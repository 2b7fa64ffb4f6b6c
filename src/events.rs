use std::collections::VecDeque;
use std::sync::Arc;
use std::time::{SystemTime, UNIX_EPOCH};

use parking_lot::RwLock;
use rustc_hash::FxHashMap;
use serde::Serialize;
use tokio::sync::broadcast;

use crate::config::{AppConfig, EdgeKind, LineId};
use crate::coordinator::EdgeCallback;

#[derive(Debug, Clone, Serialize)]
pub struct EdgeEvent {
    pub line_id: LineId,
    pub edge: EdgeKind,
    pub timestamp_ms: u64,
}

/// Callback target for lines armed through the HTTP API.
///
/// Keeps a bounded history per configured line and fans every event out to
/// broadcast subscribers.
pub struct EventCallbackHandler {
    event_tx: broadcast::Sender<EdgeEvent>,
    event_history: FxHashMap<LineId, RwLock<VecDeque<EdgeEvent>>>,
    event_history_capacity: usize,
}

pub type EventHandler = Arc<EventCallbackHandler>;

impl EventCallbackHandler {
    pub fn new<I>(lines: I, broadcast_capacity: usize, event_history_capacity: usize) -> Self
    where
        I: IntoIterator<Item = LineId>,
    {
        let (event_tx, _) = broadcast::channel(broadcast_capacity);
        let event_history = lines
            .into_iter()
            .map(|id| (id, RwLock::new(VecDeque::new())))
            .collect();

        Self {
            event_tx,
            event_history,
            event_history_capacity,
        }
    }

    pub fn from_config(config: &AppConfig) -> Self {
        Self::new(
            config.lines.keys().copied(),
            config.broadcast_capacity,
            config.event_history_capacity,
        )
    }

    pub fn dispatch(&self, event: EdgeEvent) {
        if let Some(history_lock) = self.event_history.get(&event.line_id) {
            let mut history = history_lock.write();
            while history.len() >= self.event_history_capacity.max(1) {
                history.pop_front();
            }
            history.push_back(event.clone());
        }
        let _ = self.event_tx.send(event);
    }

    /// Builds the poller callback that records edges for `line_id`.
    pub fn callback_for(self: &Arc<Self>, line_id: LineId) -> EdgeCallback {
        let handler = Arc::clone(self);
        Arc::new(move |edge| {
            handler.dispatch(EdgeEvent {
                line_id,
                edge,
                timestamp_ms: epoch_millis(),
            })
        })
    }

    pub fn subscribe(&self) -> broadcast::Receiver<EdgeEvent> {
        self.event_tx.subscribe()
    }

    /// Most recent events for a line in chronological order.
    pub fn events(&self, line_id: LineId, limit: Option<usize>) -> Vec<EdgeEvent> {
        self.event_history
            .get(&line_id)
            .map(|d| {
                let history = d.read();
                let skip = limit.map_or(0, |lim| history.len().saturating_sub(lim));
                history.iter().skip(skip).cloned().collect()
            })
            .unwrap_or_default()
    }

    pub fn last_event(&self, line_id: LineId) -> Option<EdgeEvent> {
        self.event_history
            .get(&line_id)
            .and_then(|d| d.read().back().cloned())
    }
}

fn epoch_millis() -> u64 {
    SystemTime::now()
        .duration_since(UNIX_EPOCH)
        .map(|d| d.as_millis() as u64)
        .unwrap_or(0)
}
use std::{fs, path::Path, time::Duration};

use rustc_hash::FxHashMap;
use serde::{Deserialize, Serialize};

use crate::error::AppError;

pub type LineId = u32;

pub const DEFAULT_POLL_INTERVAL_MS: u64 = 100;

#[derive(Debug, Deserialize, Serialize, Clone)]
pub struct HttpConfig {
    pub unix_socket: Option<String>,
    pub host: Option<String>,
    pub path: String,
    pub timeout: u64,
}

#[derive(Debug, Hash, Deserialize, Serialize, Clone, Copy, PartialEq, Eq, Default)]
#[serde(rename_all = "kebab-case")]
pub enum LineBias {
    #[default]
    Floating,
    PullUp,
    PullDown,
}

#[derive(Debug, Hash, Deserialize, Serialize, Clone, Copy, PartialEq, Eq, Default)]
#[serde(rename_all = "kebab-case")]
pub enum EdgeKind {
    #[default]
    None,
    Rising,
    Falling,
    Both,
}

impl EdgeKind {
    /// Whether an observed transition should fire for this configured edge.
    pub fn matches(self, observed: EdgeKind) -> bool {
        match self {
            EdgeKind::None => false,
            EdgeKind::Rising => observed == EdgeKind::Rising,
            EdgeKind::Falling => observed == EdgeKind::Falling,
            EdgeKind::Both => matches!(observed, EdgeKind::Rising | EdgeKind::Falling),
        }
    }
}

#[derive(Debug, Deserialize, Serialize, Clone)]
pub struct LineConfig {
    pub name: String,
    pub chip: String,
    pub line: u32,
    #[serde(default)]
    pub bias: LineBias,
}

#[derive(Debug, Deserialize, Serialize, Clone)]
pub struct AppConfig {
    pub http: HttpConfig,
    pub lines: FxHashMap<LineId, LineConfig>,
    /// Open the device and start polling before serving requests.
    #[serde(default)]
    pub autostart: bool,
    #[serde(default = "default_poll_interval_ms")]
    pub poll_interval_ms: u64,
    #[serde(default = "default_mailbox_capacity")]
    pub mailbox_capacity: usize,
    #[serde(default = "default_mailbox_timeout_ms")]
    pub mailbox_timeout_ms: u64,
    #[serde(default = "default_broadcast_capacity")]
    pub broadcast_capacity: usize,
    #[serde(default = "default_event_history_capacity")]
    pub event_history_capacity: usize,
}

/// Tuning for a [`Controller`](crate::Controller) and the poller it spawns.
#[derive(Debug, Clone, Copy, PartialEq, Eq)]
pub struct ControllerSettings {
    pub poll_interval: Duration,
    pub mailbox_capacity: usize,
    pub mailbox_timeout: Duration,
}

impl Default for ControllerSettings {
    fn default() -> Self {
        Self {
            poll_interval: Duration::from_millis(DEFAULT_POLL_INTERVAL_MS),
            mailbox_capacity: default_mailbox_capacity(),
            mailbox_timeout: Duration::from_millis(default_mailbox_timeout_ms()),
        }
    }
}

fn default_poll_interval_ms() -> u64 {
    DEFAULT_POLL_INTERVAL_MS
}

fn default_mailbox_capacity() -> usize {
    8
}

fn default_mailbox_timeout_ms() -> u64 {
    1000
}

fn default_broadcast_capacity() -> usize {
    64
}

fn default_event_history_capacity() -> usize {
    32
}

impl AppConfig {
    pub fn load_from_file<P: AsRef<Path>>(path: P) -> Result<Self, AppError> {
        let contents = fs::read_to_string(&path)
            .map_err(|e| AppError::Config(format!("Failed to read config: {e}")))?;
        Self::from_json(&contents)
    }

    pub fn from_json(contents: &str) -> Result<Self, AppError> {
        let config: AppConfig = serde_json::from_str(contents)
            .map_err(|e| AppError::Config(format!("Invalid config json: {e}")))?;
        config.validate()?;
        Ok(config)
    }

    fn validate(&self) -> Result<(), AppError> {
        if self.poll_interval_ms == 0 {
            return Err(AppError::Config("poll_interval_ms must be positive".into()));
        }
        if self.mailbox_capacity == 0 {
            return Err(AppError::Config("mailbox_capacity must be positive".into()));
        }
        if self.broadcast_capacity == 0 {
            return Err(AppError::Config(
                "broadcast_capacity must be positive".into(),
            ));
        }
        Ok(())
    }

    pub fn controller_settings(&self) -> ControllerSettings {
        ControllerSettings {
            poll_interval: Duration::from_millis(self.poll_interval_ms),
            mailbox_capacity: self.mailbox_capacity,
            mailbox_timeout: Duration::from_millis(self.mailbox_timeout_ms),
        }
    }
}
use actix_web::{HttpResponse, ResponseError, http::StatusCode};
use serde_json::json;
use thiserror::Error;

use crate::config::LineId;

#[derive(Debug, Error)]
pub enum AppError {
    #[error("GPIO is not yet open")]
    NotOpen,
    #[error("not yet polling GPIO")]
    NotPolling,
    #[error("Line {0} is already registered, remove the registration first")]
    AlreadyRegistered(LineId),
    #[error("Line {0} is not registered")]
    NotRegistered(LineId),
    #[error("Poller is not accepting commands: {0}")]
    MailboxClosed(String),
    #[error("Line not found: {0}")]
    NotFoundLine(String),
    #[error("Invalid value: {0}")]
    InvalidValue(String),
    #[error("Configuration error: {0}")]
    Config(String),
    #[error("GPIO error: {0}")]
    Gpio(String),
}

impl ResponseError for AppError {
    fn status_code(&self) -> StatusCode {
        match self {
            AppError::NotOpen
            | AppError::NotPolling
            | AppError::AlreadyRegistered(_) => StatusCode::CONFLICT,
            AppError::NotRegistered(_) | AppError::NotFoundLine(_) => StatusCode::NOT_FOUND,
            AppError::InvalidValue(_) => StatusCode::BAD_REQUEST,
            AppError::MailboxClosed(_) => StatusCode::SERVICE_UNAVAILABLE,
            AppError::Config(_) | AppError::Gpio(_) => StatusCode::INTERNAL_SERVER_ERROR,
        }
    }

    fn error_response(&self) -> HttpResponse {
        HttpResponse::build(self.status_code()).json(json!({ "error": self.to_string() }))
    }
}
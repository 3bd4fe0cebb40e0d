//! Remote path naming
//!
//! Every uploaded object lands at `client/source/yyyy-mm-dd_HH/name.csv`. The
//! hour prefix is computed once per run so that all objects of a run share it
//! and a rerun within the same hour addresses the same paths.

use crate::error::{Error, Result};
use chrono::{DateTime, NaiveDateTime, Utc};
use regex::Regex;
use std::fmt;
use std::sync::LazyLock;

/// Format of the hour-granularity date prefix
pub const DATE_PREFIX_FORMAT: &str = "%Y-%m-%d_%H";

static DATE_PREFIX_RE: LazyLock<Regex> =
    LazyLock::new(|| Regex::new(r"^\d{4}-\d{2}-\d{2}_\d{2}$").unwrap());

/// Compose the remote path of one object
pub fn resolve(client: &str, source: &str, date_prefix: &str, name: &str) -> String {
    format!("{client}/{source}/{date_prefix}/{name}.csv")
}

/// Hour-granularity partition key, e.g. `2024-01-01_09`
#[derive(Debug, Clone, PartialEq, Eq, Hash)]
pub struct DatePrefix(String);

impl DatePrefix {
    /// Prefix for the current UTC hour
    pub fn now() -> Self {
        Self::at(Utc::now())
    }

    /// Prefix for the hour containing `instant`
    pub fn at(instant: DateTime<Utc>) -> Self {
        Self(instant.format(DATE_PREFIX_FORMAT).to_string())
    }

    /// Parse and validate a prefix string
    pub fn parse(value: &str) -> Result<Self> {
        let valid = DATE_PREFIX_RE.is_match(value)
            && NaiveDateTime::parse_from_str(&format!("{value}:00"), "%Y-%m-%d_%H:%M").is_ok();
        if !valid {
            return Err(Error::validation(format!(
                "Invalid date prefix '{value}', expected yyyy-mm-dd_HH"
            )));
        }
        Ok(Self(value.to_string()))
    }

    /// The prefix text
    pub fn as_str(&self) -> &str {
        &self.0
    }
}

impl fmt::Display for DatePrefix {
    fn fmt(&self, f: &mut fmt::Formatter<'_>) -> fmt::Result {
        f.write_str(&self.0)
    }
}

/// Where one object was committed
#[derive(Debug, Clone, PartialEq, Eq)]
pub struct RemoteDestination {
    /// Bucket or container
    pub bucket: String,
    /// Object path inside the bucket
    pub path: String,
}

impl fmt::Display for RemoteDestination {
    fn fmt(&self, f: &mut fmt::Formatter<'_>) -> fmt::Result {
        write!(f, "{}/{}", self.bucket.trim_end_matches('/'), self.path)
    }
}
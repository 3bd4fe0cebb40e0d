//! Tests for engine module

use super::*;
use crate::config::SourceDescriptor;
use crate::output::CloudStore;
use crate::pagination::{Cursor, Page};
use crate::types::{ConflictPolicy, Record};
use async_trait::async_trait;
use chrono::TimeZone;
use object_store::memory::InMemory;
use pretty_assertions::assert_eq;
use serde_json::json;
use std::path::Path;
use std::sync::Arc;
use tempfile::tempdir;
use test_case::test_case;

// ============================================================================
// Mock Source
// ============================================================================

/// Source serving scripted pages; cursors are page indexes
struct ScriptedSource {
    descriptor: SourceDescriptor,
    pages: Vec<(String, Vec<Vec<Record>>)>,
    fail_on_call: Option<usize>,
    repeat_cursor: bool,
    calls: Vec<(String, Option<Cursor>)>,
}

impl ScriptedSource {
    fn new(pages: Vec<(&str, Vec<Vec<Record>>)>) -> Self {
        Self {
            descriptor: descriptor(),
            pages: pages
                .into_iter()
                .map(|(object, pages)| (object.to_string(), pages))
                .collect(),
            fail_on_call: None,
            repeat_cursor: false,
            calls: Vec::new(),
        }
    }

    fn failing_on(mut self, call: usize) -> Self {
        self.fail_on_call = Some(call);
        self
    }
}

#[async_trait]
impl Source for ScriptedSource {
    fn descriptor(&self) -> &SourceDescriptor {
        &self.descriptor
    }

    fn objects(&self) -> Vec<String> {
        self.pages.iter().map(|(object, _)| object.clone()).collect()
    }

    async fn fetch_page(
        &mut self,
        object: &str,
        cursor: Option<&Cursor>,
        limit: usize,
    ) -> crate::Result<Page> {
        assert_eq!(limit, 2);
        self.calls.push((object.to_string(), cursor.cloned()));
        if self.fail_on_call == Some(self.calls.len()) {
            return Err(Error::fetch(object, Error::http_status(500, "boom")));
        }

        let pages = &self
            .pages
            .iter()
            .find(|(name, _)| name == object)
            .unwrap()
            .1;
        let index: usize = cursor
            .and_then(Cursor::as_token)
            .map_or(0, |t| t.parse().unwrap());
        let records = pages.get(index).cloned().unwrap_or_default();

        let next = if self.repeat_cursor {
            Some(Cursor::Token("0".to_string()))
        } else if index + 1 < pages.len() {
            Some(Cursor::Token((index + 1).to_string()))
        } else {
            None
        };
        Ok(Page::new(records, next))
    }
}

fn descriptor() -> SourceDescriptor {
    serde_json::from_value(json!({
        "name": "hubspot",
        "source_type": "hubspot",
        "batch_size": 2,
        "start_time": "2024-01-01T00:00:00Z",
        "end_time": "2025-01-01T00:00:00Z",
        "source_config": {
            "api_key": "k",
            "objects": { "contacts": {}, "deals": {} }
        }
    }))
    .unwrap()
}

fn rows(ids: &[i64]) -> Vec<Record> {
    ids.iter()
        .map(|id| json!({ "id": id }).as_object().cloned().unwrap())
        .collect()
}

fn utc(y: i32, m: u32, d: u32) -> DateTime<Utc> {
    Utc.with_ymd_and_hms(y, m, d, 0, 0, 0).unwrap()
}

fn staged_files(dir: &Path) -> usize {
    std::fs::read_dir(dir).map_or(0, |entries| entries.count())
}

fn two_objects() -> ScriptedSource {
    ScriptedSource::new(vec![
        ("contacts", vec![rows(&[1, 2]), rows(&[3])]),
        ("deals", vec![rows(&[10])]),
    ])
}

// ============================================================================
// Extraction Tests
// ============================================================================

#[tokio::test]
async fn test_extraction_yields_objects_in_order() {
    let dir = tempdir().unwrap();
    let materializer = BatchMaterializer::new(dir.path(), "hubspot");
    let mut source = two_objects();

    let mut extraction =
        Extraction::new(&mut source, &materializer, utc(2024, 1, 1), utc(2024, 2, 1)).unwrap();
    assert_eq!(extraction.objects(), ["contacts", "deals"]);

    let mut staged = Vec::new();
    while let Some(artifact) = extraction.next().await {
        let artifact = artifact.unwrap();
        staged.push((artifact.object.clone(), artifact.sequence, artifact.row_count));
    }
    assert!(extraction.is_finished());
    assert!(extraction.next().await.is_none());

    assert_eq!(
        staged,
        vec![
            ("contacts".to_string(), 0, 2),
            ("contacts".to_string(), 1, 1),
            ("deals".to_string(), 0, 1),
        ]
    );
    assert_eq!(
        source.calls,
        vec![
            ("contacts".to_string(), None),
            ("contacts".to_string(), Some(Cursor::Token("1".to_string()))),
            ("deals".to_string(), None),
        ]
    );
}

#[test_case(utc(2024, 2, 1), utc(2024, 1, 1) ; "inverted window")]
#[test_case(utc(2024, 1, 1), utc(2024, 1, 1) ; "empty window")]
#[test_case(utc(2023, 12, 1), utc(2024, 1, 2) ; "starts before source")]
#[test_case(utc(2024, 6, 1), utc(2025, 6, 1) ; "ends after source")]
#[tokio::test]
async fn test_invalid_window_makes_no_calls(start: DateTime<Utc>, end: DateTime<Utc>) {
    let dir = tempdir().unwrap();
    let materializer = BatchMaterializer::new(dir.path(), "hubspot");
    let mut source = two_objects();

    let err = Extraction::new(&mut source, &materializer, start, end)
        .err()
        .unwrap();
    assert!(matches!(err, Error::Validation { .. }));
    assert!(source.calls.is_empty());
}

#[tokio::test]
async fn test_empty_object_stages_nothing() {
    let dir = tempdir().unwrap();
    let materializer = BatchMaterializer::new(dir.path(), "hubspot");
    let mut source = ScriptedSource::new(vec![("contacts", vec![]), ("deals", vec![rows(&[1])])]);

    let mut extraction =
        Extraction::new(&mut source, &materializer, utc(2024, 1, 1), utc(2024, 2, 1)).unwrap();
    let first = extraction.next().await.unwrap().unwrap();
    assert_eq!(first.object, "deals");
    assert!(extraction.next().await.is_none());
    assert_eq!(source.calls.len(), 2);
}

#[tokio::test]
async fn test_fetch_failure_ends_sequence() {
    let dir = tempdir().unwrap();
    let materializer = BatchMaterializer::new(dir.path(), "hubspot");
    let mut source = two_objects().failing_on(2);

    let mut extraction =
        Extraction::new(&mut source, &materializer, utc(2024, 1, 1), utc(2024, 2, 1)).unwrap();
    assert!(extraction.next().await.unwrap().is_ok());
    let err = extraction.next().await.unwrap().unwrap_err();
    assert!(matches!(err, Error::Fetch { .. }));
    assert!(extraction.next().await.is_none());
    assert_eq!(source.calls.len(), 2);
}

#[tokio::test]
async fn test_repeated_cursor_is_an_error() {
    let dir = tempdir().unwrap();
    let materializer = BatchMaterializer::new(dir.path(), "hubspot");
    let mut source = two_objects();
    source.repeat_cursor = true;

    let mut extraction =
        Extraction::new(&mut source, &materializer, utc(2024, 1, 1), utc(2024, 2, 1)).unwrap();
    assert!(extraction.next().await.unwrap().is_ok());
    let err = extraction.next().await.unwrap().unwrap_err();
    assert!(
        matches!(err, Error::Fetch { ref source, .. } if source.to_string().contains("cursor did not advance"))
    );
    assert!(extraction.next().await.is_none());
}

// ============================================================================
// RunConfig Tests
// ============================================================================

#[test]
fn test_run_config_default() {
    let config = RunConfig::default();
    assert_eq!(config.policy, ConflictPolicy::Replace);
    assert!(config.verify_uploads);
    assert!(!config.validate_storage);
    assert!(config.date_prefix.is_none());
}

#[test]
fn test_run_config_builder() {
    let config = RunConfig::new()
        .with_policy(ConflictPolicy::Fail)
        .with_verify_uploads(false)
        .with_validate_storage(true)
        .with_date_prefix(DatePrefix::parse("2024-01-01_09").unwrap());

    assert_eq!(config.policy, ConflictPolicy::Fail);
    assert!(!config.verify_uploads);
    assert!(config.validate_storage);
    assert_eq!(config.date_prefix.unwrap().as_str(), "2024-01-01_09");
}

// ============================================================================
// RunEngine Tests
// ============================================================================

fn run_config() -> RunConfig {
    RunConfig::new()
        .with_validate_storage(true)
        .with_date_prefix(DatePrefix::parse("2024-01-01_09").unwrap())
}

#[tokio::test]
async fn test_run_uploads_and_cleans_up() {
    let dir = tempdir().unwrap();
    let store = CloudStore::new(Arc::new(InMemory::new()), "acme-landing");
    let mut source = two_objects();

    let mut engine = RunEngine::new(&store, "acme", dir.path()).with_config(run_config());
    let destinations = engine
        .run(&mut source, utc(2024, 1, 1), utc(2024, 2, 1))
        .await
        .unwrap();

    assert_eq!(destinations.len(), 3);
    assert_eq!(
        destinations[2].to_string(),
        "acme-landing/acme/hubspot/2024-01-01_09/deals.csv"
    );
    let contacts = store
        .get_object("acme/hubspot/2024-01-01_09/contacts.csv")
        .await
        .unwrap();
    assert_eq!(&contacts[..], b"id\n1\n2\n3\n");

    let report = engine.report();
    assert_eq!(
        report.phases,
        vec![
            RunPhase::Init,
            RunPhase::ValidatingWindow,
            RunPhase::Extracting,
            RunPhase::Extracted,
            RunPhase::Uploading,
            RunPhase::CleaningUp,
            RunPhase::Done,
        ]
    );
    assert!(report.succeeded());
    assert_eq!(report.artifacts_staged, 3);
    assert_eq!(report.rows_staged, 4);
    assert_eq!(report.artifacts_committed, 3);
    assert_eq!(report.artifacts_removed, 3);
    assert_eq!(staged_files(dir.path()), 0);
}

#[tokio::test]
async fn test_run_extraction_failure_uploads_nothing() {
    let dir = tempdir().unwrap();
    let store = CloudStore::new(Arc::new(InMemory::new()), "acme-landing");
    let mut source = two_objects().failing_on(3);

    let mut engine = RunEngine::new(&store, "acme", dir.path()).with_config(run_config());
    let err = engine
        .run(&mut source, utc(2024, 1, 1), utc(2024, 2, 1))
        .await
        .unwrap_err();

    assert!(matches!(err, Error::Fetch { .. }));
    assert_eq!(
        engine.report().phases,
        vec![
            RunPhase::Init,
            RunPhase::ValidatingWindow,
            RunPhase::Extracting,
            RunPhase::Failed,
            RunPhase::CleaningUp,
        ]
    );
    assert_eq!(engine.report().artifacts_removed, 2);
    assert_eq!(staged_files(dir.path()), 0);
    assert!(!store
        .exists("acme/hubspot/2024-01-01_09/contacts.csv")
        .await
        .unwrap());
}

#[tokio::test]
async fn test_run_invalid_window() {
    let dir = tempdir().unwrap();
    let store = CloudStore::new(Arc::new(InMemory::new()), "acme-landing");
    let mut source = two_objects();

    let mut engine = RunEngine::new(&store, "acme", dir.path());
    let err = engine
        .run(&mut source, utc(2026, 1, 1), utc(2026, 2, 1))
        .await
        .unwrap_err();

    assert!(err.is_validation());
    assert!(source.calls.is_empty());
    assert_eq!(engine.report().phase(), RunPhase::CleaningUp);
    assert!(engine.report().phases.contains(&RunPhase::Failed));
}

#[tokio::test]
async fn test_run_fail_policy_reports_partial_upload() {
    let dir = tempdir().unwrap();
    let store = CloudStore::new(Arc::new(InMemory::new()), "acme-landing");
    store
        .put_object(
            "acme/hubspot/2024-01-01_09/deals.csv",
            bytes::Bytes::from_static(b"id\n9\n"),
        )
        .await
        .unwrap();
    let mut source = two_objects();

    let mut engine = RunEngine::new(&store, "acme", dir.path())
        .with_config(run_config().with_policy(ConflictPolicy::Fail));
    let err = engine
        .run(&mut source, utc(2024, 1, 1), utc(2024, 2, 1))
        .await
        .unwrap_err();

    assert!(matches!(err, Error::PartialUpload { committed: 2, total: 3, .. }));
    assert_eq!(engine.report().artifacts_committed, 2);
    let paths: Vec<String> = engine
        .report()
        .destinations
        .iter()
        .map(ToString::to_string)
        .collect();
    assert_eq!(
        paths,
        vec!["acme-landing/acme/hubspot/2024-01-01_09/contacts.csv"; 2]
    );
    assert_eq!(staged_files(dir.path()), 0);
}
//! Output module
//!
//! Handles the local and remote side of a run.
//!
//! # Overview
//!
//! This module provides:
//! - CSV materialization of pages into staged artifacts
//! - Remote path naming (`client/source/yyyy-mm-dd_HH/name.csv`)
//! - Cloud storage access (GCS, S3, R2, Azure, local)
//! - The upload committer with its conflict policies

mod cloud;
mod commit;
mod path;
mod writer;

pub use cloud::{CloudStore, ObjectStorage};
pub use commit::UploadCommitter;
pub use path::{resolve, DatePrefix, RemoteDestination, DATE_PREFIX_FORMAT};
pub use writer::{BatchMaterializer, StagedArtifact, StagedArtifacts};

#[cfg(test)]
mod tests;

## Problem requirements
Whenever a line of the listing above holds the word "NaiveDateTime", copy that line.

## Written answer
use chrono::{DateTime, NaiveDateTime, Utc};
            && NaiveDateTime::parse_from_str(&format!("{value}:00"), "%Y-%m-%d_%H:%M").is_ok();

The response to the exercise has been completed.